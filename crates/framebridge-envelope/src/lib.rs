//! Wire envelope codec for framebridge.
//!
//! Every message crossing the frame boundary is a JSON object:
//!
//! ```text
//! Host → Guest (handshake): { command: "ready", payload, placement, availableListeners, availableMethods, scripts }
//! Host → Guest (regular):   { command, payload, placement, availableListeners: null, availableMethods: null, scripts }
//! Guest → Host:              { command, payload, placement }
//! ```
//!
//! This crate builds those objects, parses them strictly, and reads the
//! address parameters both sides derive their identity from.

pub mod address;
pub mod codec;
pub mod constants;
pub mod error;

pub use address::{placement_from_address, query_param, with_bridge_params};
pub use codec::{
    build_guest_envelope, build_host_envelope, parse_handshake, parse_inbound, GuestEnvelope,
    Handshake, HostEnvelope, Inbound, Manifest,
};
pub use constants::{is_reserved, ORIGIN_PARAM, PLACEMENT_PARAM, READY_COMMAND};
pub use error::{EnvelopeError, Result};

Required action: Copy out exactly the line holding "codec for framebridge." and each line after it through the end of the entries, and leave out everything else.

Solution to this exercise:
//! Wire envelope codec for framebridge.
//!
//! Every message crossing the frame boundary is a JSON object:
//!
//! ```text
//! Host → Guest (handshake): { command: "ready", payload, placement, availableListeners, availableMethods, scripts }
//! Host → Guest (regular):   { command, payload, placement, availableListeners: null, availableMethods: null, scripts }
//! Guest → Host:              { command, payload, placement }
//! ```
//!
//! This crate builds those objects, parses them strictly, and reads the
//! address parameters both sides derive their identity from.

pub mod address;
pub mod codec;
pub mod constants;
pub mod error;

pub use address::{placement_from_address, query_param, with_bridge_params};
pub use codec::{
    build_guest_envelope, build_host_envelope, parse_handshake, parse_inbound, GuestEnvelope,
    Handshake, HostEnvelope, Inbound, Manifest,
};
pub use constants::{is_reserved, ORIGIN_PARAM, PLACEMENT_PARAM, READY_COMMAND};
pub use error::{EnvelopeError, Result};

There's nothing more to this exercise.